Who or what, you ask, is Varg? Varg Vikernes, the most notorious of the Scandinavian black metal musicians who took the ordinary heavy metal fascination with darkness and violence far more seriously than other bands. In an awful lot of metal, there's an element of schtick in the whole thing; sometimes there's a bit of tongue-in-cheek, or just an adolescent desire to shock, not to mention a great deal of macho posturing. The black metal crowd was much more serious, at least a lot of them. They attained great notoriety in the early 1990s when some of them became actively criminal and burned several historic Norwegian churches. Then in 1993 Varg murdered a fellow musician and was sentenced to 21 years in prison. He was released in 2009 after 15 years and moved to France where he lives with his wife and three, soon to be four, children. (See Wikipedia for a great deal of information.)
A week or so ago he and his wife were arrested on suspicion of planning a terrorist massacre. Apparently they were released pretty quickly, but Vikernes is still–if Google's translation of this Norwegian news story is correct–facing charges of violating France's anti-racism laws in writings on his web site.

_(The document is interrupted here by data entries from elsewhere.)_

//! Infrastructure implementation of the `DockerGateway` port.
//!
//! `DockerCli<R>` drives the `docker` CLI through a `CommandRunner`, so tests
//! can inject a recording runner without a Docker daemon.

use std::process::Output;
use std::time::Duration;

use anyhow::Result;

use crate::application::ports::{CommandRunner, DockerGateway};
use crate::domain::{BuildSpec, ContainerRef, ContainerSpec, ContainerStatus, EngineError};
use crate::infra::command_runner::{DEFAULT_CMD_TIMEOUT, TokioCommandRunner};

const DOCKER: &str = "docker";

/// Image builds can pull base layers and run arbitrary steps.
pub const BUILD_TIMEOUT: Duration = Duration::from_secs(30 * 60);

pub struct DockerCli<R: CommandRunner> {
    runner: R,
}

impl<R: CommandRunner> DockerCli<R> {
    pub fn new(runner: R) -> Self {
        Self { runner }
    }

    async fn docker(&self, operation: &str, args: &[&str]) -> Result<Output> {
        let output = self.runner.run(DOCKER, args).await?;
        check(operation, output)
    }
}

impl DockerCli<TokioCommandRunner> {
    /// Convenience constructor for production use.
    #[must_use]
    pub fn default_runner() -> Self {
        Self::new(TokioCommandRunner::new(DEFAULT_CMD_TIMEOUT))
    }
}

impl<R: CommandRunner> DockerGateway for DockerCli<R> {
    async fn get_container(&self, name: &str) -> Result<Option<ContainerRef>> {
        let output = self
            .runner
            .run(DOCKER, &["container", "inspect", "--format", "{{.Id}}", name])
            .await?;
        if !output.status.success() && reports_missing(&output, "no such container") {
            return Ok(None);
        }
        let output = check("container inspect", output)?;
        Ok(Some(ContainerRef {
            id: stdout_trimmed(&output),
            name: name.to_owned(),
        }))
    }

    async fn create_container(&self, spec: &ContainerSpec) -> Result<ContainerRef> {
        let args = create_args(spec);
        let arg_refs: Vec<&str> = args.iter().map(String::as_str).collect();
        let output = self.docker("container create", &arg_refs).await?;
        Ok(ContainerRef {
            id: stdout_trimmed(&output),
            name: spec.name.clone(),
        })
    }

    async fn inspect_container(&self, name: &str) -> Result<ContainerStatus> {
        let output = self
            .docker(
                "container inspect",
                &["container", "inspect", "--format", "{{.State.Status}}", name],
            )
            .await?;
        Ok(ContainerStatus::parse(&stdout_trimmed(&output)))
    }

    async fn start_container(&self, name: &str) -> Result<()> {
        self.docker("container start", &["container", "start", name])
            .await?;
        Ok(())
    }

    async fn remove_container(&self, name: &str) -> Result<()> {
        self.docker("container rm", &["container", "rm", "--force", name])
            .await?;
        Ok(())
    }

    async fn image_ls(&self, tag: &str) -> Result<Vec<String>> {
        let filter = format!("reference={tag}");
        let output = self
            .docker(
                "image ls",
                &["image", "ls", "--filter", &filter, "--format", "{{.ID}}"],
            )
            .await?;
        Ok(String::from_utf8_lossy(&output.stdout)
            .lines()
            .map(str::trim)
            .filter(|l| !l.is_empty())
            .map(str::to_owned)
            .collect())
    }

    async fn image_rm(&self, tag: &str) -> Result<()> {
        let output = self.runner.run(DOCKER, &["image", "rm", tag]).await?;
        if !output.status.success() && reports_missing(&output, "no such image") {
            tracing::debug!(%tag, "image already absent");
            return Ok(());
        }
        check("image rm", output)?;
        Ok(())
    }

    async fn build_image(&self, spec: &BuildSpec) -> Result<()> {
        let args = build_args(spec);
        let arg_refs: Vec<&str> = args.iter().map(String::as_str).collect();
        let output = self
            .runner
            .run_with_timeout(DOCKER, &arg_refs, BUILD_TIMEOUT)
            .await?;
        check("build", output)?;
        Ok(())
    }
}

/// Arguments for `docker container create`.
#[must_use]
pub fn create_args(spec: &ContainerSpec) -> Vec<String> {
    let mut args: Vec<String> = vec![
        "container".into(),
        "create".into(),
        "--name".into(),
        spec.name.clone(),
    ];
    for (key, value) in &spec.env {
        args.push("-e".into());
        args.push(format!("{key}={value}"));
    }
    for port in &spec.ports {
        args.push("-p".into());
        args.push(port.clone());
    }
    for volume in &spec.volumes {
        args.push("-v".into());
        args.push(volume.clone());
    }
    for entry in &spec.extra_hosts {
        args.push("--add-host".into());
        args.push(add_host_flag(entry));
    }
    args.push(spec.image.clone());
    args
}

/// Arguments for `docker build`. The Dockerfile is anchored at the context
/// because `-f` is otherwise relative to the process working directory.
#[must_use]
pub fn build_args(spec: &BuildSpec) -> Vec<String> {
    let mut args: Vec<String> = vec!["build".into(), "-t".into(), spec.tag.clone()];
    if let Some(dockerfile) = &spec.dockerfile {
        args.push("-f".into());
        args.push(spec.context.join(dockerfile).to_string_lossy().into_owned());
    }
    for (key, value) in &spec.build_args {
        args.push("--build-arg".into());
        args.push(format!("{key}={value}"));
    }
    args.push(spec.context.to_string_lossy().into_owned());
    args
}

/// The CLI flag takes `host:ip`; engine entries are `ip:hostname`.
/// Hostnames never contain `:`, so the last colon separates the two even
/// for IPv6 addresses.
fn add_host_flag(entry: &str) -> String {
    match entry.rsplit_once(':') {
        Some((ip, hostname)) => format!("{hostname}:{ip}"),
        None => entry.to_owned(),
    }
}

fn check(operation: &str, output: Output) -> Result<Output> {
    if output.status.success() {
        return Ok(output);
    }
    let stderr = String::from_utf8_lossy(&output.stderr).trim().to_owned();
    let detail = if stderr.is_empty() {
        output.status.to_string()
    } else {
        stderr
    };
    Err(EngineError::new(operation, detail).into())
}

fn reports_missing(output: &Output, needle: &str) -> bool {
    String::from_utf8_lossy(&output.stderr)
        .to_lowercase()
        .contains(needle)
}

fn stdout_trimmed(output: &Output) -> String {
    String::from_utf8_lossy(&output.stdout).trim().to_owned()
}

He has apparently become a pretty serious racist and nationalist in a very Nazi-like vein: anti-Semitic, anti-Christian, nature-worshipping, pagan-fantasizing. Here's a segment of an interview in which he talks a lot of ahistorical rot about the origins of Christianity, rot which he firmly believes and discusses at great length on his web site.
How seriously should one take this sort of thing?–as a social force, I mean. There's no reason to think he himself is not perfectly serious, and the people who comment on his web site seem to. Is it anything more than a handful of cranks blathering on the web? I really don't have any idea. But it doesn't seem far-fetched that these sentiments would strike a chord with a certain number of alienated young people in a Europe dominated by a culturally self-destructive but personally power-seeking elite.
Curious about his music? Try something from this list. "Burzum," by the way, is the word for "darkness" in the Black Speech that Tolkien invented for the orcs. Vikernes for a time used the stage name "Count Grishnakh," which you may remember as the name of an orc soldier. It is difficult to enter into the mind of someone who could read The Lord of the Rings and want to be an orc.